**Data records**
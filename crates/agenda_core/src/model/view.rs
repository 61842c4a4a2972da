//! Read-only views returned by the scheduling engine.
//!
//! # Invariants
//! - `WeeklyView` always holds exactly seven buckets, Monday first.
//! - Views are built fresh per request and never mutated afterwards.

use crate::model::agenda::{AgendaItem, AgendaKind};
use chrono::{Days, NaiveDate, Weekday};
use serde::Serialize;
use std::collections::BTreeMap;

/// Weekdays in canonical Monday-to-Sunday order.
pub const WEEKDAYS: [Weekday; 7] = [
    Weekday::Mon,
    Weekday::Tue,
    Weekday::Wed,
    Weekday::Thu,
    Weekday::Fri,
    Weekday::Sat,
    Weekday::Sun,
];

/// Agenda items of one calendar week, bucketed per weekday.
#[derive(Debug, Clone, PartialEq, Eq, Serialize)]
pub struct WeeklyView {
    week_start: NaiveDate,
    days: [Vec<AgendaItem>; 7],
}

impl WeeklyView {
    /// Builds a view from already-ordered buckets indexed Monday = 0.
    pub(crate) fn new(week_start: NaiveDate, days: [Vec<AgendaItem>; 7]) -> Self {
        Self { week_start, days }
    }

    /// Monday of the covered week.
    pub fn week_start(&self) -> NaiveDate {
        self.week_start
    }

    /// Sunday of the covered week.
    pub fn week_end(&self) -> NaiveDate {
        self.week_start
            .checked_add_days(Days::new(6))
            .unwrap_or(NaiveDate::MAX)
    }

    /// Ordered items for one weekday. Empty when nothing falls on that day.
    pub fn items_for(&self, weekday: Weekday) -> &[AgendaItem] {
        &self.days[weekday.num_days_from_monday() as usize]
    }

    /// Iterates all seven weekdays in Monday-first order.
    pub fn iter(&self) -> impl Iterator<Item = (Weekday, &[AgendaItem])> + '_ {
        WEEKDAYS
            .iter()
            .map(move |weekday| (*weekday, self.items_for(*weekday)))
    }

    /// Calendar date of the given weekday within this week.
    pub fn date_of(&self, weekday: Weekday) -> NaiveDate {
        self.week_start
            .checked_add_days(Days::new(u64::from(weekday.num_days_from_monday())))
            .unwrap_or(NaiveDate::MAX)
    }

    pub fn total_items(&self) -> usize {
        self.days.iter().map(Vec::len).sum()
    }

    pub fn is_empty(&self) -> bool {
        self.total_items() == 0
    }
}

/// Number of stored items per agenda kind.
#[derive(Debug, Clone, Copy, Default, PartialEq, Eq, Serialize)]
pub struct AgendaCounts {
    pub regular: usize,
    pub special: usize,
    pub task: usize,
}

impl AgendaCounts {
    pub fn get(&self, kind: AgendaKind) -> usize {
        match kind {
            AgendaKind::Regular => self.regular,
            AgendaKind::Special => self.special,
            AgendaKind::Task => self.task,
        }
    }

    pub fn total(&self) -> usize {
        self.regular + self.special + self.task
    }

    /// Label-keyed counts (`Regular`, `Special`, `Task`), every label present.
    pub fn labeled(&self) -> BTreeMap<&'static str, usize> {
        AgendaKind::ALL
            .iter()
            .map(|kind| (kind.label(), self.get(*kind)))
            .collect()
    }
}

**Your objective**
Tell how many lines of the listing include the word "Clone", replying with nothing but the number.

**Exercise result**
2